Exercise details: Search the data for the word "match" and copy every line that contains it.

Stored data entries
= = =

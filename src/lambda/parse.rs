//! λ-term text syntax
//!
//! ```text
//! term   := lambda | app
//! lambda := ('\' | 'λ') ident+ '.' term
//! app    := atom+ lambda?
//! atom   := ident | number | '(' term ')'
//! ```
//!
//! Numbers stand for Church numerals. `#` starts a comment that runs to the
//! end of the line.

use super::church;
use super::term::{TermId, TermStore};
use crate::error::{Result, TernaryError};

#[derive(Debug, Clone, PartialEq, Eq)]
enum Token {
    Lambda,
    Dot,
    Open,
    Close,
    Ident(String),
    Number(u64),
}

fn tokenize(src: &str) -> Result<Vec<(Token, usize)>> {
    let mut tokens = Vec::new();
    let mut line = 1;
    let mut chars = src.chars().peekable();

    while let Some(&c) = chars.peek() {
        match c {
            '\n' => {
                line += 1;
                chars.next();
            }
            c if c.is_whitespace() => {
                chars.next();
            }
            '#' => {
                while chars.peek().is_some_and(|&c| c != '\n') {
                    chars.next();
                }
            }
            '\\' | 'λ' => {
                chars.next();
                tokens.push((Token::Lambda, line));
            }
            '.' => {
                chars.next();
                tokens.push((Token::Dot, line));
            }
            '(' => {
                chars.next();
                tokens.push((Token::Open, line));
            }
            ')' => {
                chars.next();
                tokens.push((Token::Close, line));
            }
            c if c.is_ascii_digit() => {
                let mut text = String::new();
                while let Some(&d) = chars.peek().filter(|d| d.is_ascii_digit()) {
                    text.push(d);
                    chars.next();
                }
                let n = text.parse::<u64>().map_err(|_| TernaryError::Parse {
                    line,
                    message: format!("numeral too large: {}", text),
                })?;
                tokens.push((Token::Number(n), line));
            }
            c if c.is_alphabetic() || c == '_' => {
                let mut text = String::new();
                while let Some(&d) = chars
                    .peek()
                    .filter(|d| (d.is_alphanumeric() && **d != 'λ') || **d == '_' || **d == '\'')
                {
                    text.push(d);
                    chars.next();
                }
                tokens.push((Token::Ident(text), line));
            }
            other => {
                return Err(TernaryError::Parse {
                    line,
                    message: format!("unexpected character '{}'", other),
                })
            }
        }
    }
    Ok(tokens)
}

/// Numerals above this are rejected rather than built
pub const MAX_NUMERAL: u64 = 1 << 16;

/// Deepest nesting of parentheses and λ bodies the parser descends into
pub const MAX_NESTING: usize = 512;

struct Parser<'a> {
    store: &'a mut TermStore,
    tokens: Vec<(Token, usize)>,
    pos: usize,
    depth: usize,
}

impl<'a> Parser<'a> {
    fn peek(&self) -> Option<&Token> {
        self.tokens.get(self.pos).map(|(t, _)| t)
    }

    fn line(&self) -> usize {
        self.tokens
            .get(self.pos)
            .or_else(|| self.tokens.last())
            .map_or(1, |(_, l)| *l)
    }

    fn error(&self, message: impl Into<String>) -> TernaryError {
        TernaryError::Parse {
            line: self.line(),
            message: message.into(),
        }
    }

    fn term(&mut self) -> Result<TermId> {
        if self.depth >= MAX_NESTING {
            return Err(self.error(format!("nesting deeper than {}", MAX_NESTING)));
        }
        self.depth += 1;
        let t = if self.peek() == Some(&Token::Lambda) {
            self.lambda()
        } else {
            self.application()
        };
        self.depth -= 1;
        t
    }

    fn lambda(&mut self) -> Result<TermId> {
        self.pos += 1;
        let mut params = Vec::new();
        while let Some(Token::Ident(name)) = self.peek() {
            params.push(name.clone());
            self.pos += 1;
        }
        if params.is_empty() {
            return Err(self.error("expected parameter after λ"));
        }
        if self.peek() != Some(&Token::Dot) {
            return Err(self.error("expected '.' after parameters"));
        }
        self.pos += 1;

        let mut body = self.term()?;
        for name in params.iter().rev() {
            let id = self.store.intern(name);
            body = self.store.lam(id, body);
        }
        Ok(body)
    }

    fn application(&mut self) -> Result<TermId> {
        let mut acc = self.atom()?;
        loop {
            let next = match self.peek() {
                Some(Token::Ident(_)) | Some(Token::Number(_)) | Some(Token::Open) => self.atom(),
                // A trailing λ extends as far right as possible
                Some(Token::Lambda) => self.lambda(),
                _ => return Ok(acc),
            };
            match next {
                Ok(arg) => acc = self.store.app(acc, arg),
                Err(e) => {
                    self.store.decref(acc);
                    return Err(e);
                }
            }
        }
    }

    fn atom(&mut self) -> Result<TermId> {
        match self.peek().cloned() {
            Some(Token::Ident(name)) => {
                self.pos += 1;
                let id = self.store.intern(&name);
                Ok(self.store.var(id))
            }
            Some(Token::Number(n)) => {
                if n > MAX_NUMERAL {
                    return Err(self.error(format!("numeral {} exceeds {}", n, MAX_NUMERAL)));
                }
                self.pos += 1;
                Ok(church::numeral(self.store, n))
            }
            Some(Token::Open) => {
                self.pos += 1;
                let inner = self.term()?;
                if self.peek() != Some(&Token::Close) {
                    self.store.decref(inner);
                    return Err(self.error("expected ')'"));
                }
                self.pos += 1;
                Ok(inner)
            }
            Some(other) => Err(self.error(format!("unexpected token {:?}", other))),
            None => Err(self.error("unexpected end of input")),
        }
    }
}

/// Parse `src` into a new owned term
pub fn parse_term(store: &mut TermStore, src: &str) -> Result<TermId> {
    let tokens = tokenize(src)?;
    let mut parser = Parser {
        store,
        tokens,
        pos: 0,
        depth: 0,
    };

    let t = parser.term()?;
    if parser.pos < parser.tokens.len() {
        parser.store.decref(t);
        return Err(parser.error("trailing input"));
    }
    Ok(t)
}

= = =

Task answer:
        match c {
            let next = match self.peek() {
            match next {
        match self.peek().cloned() {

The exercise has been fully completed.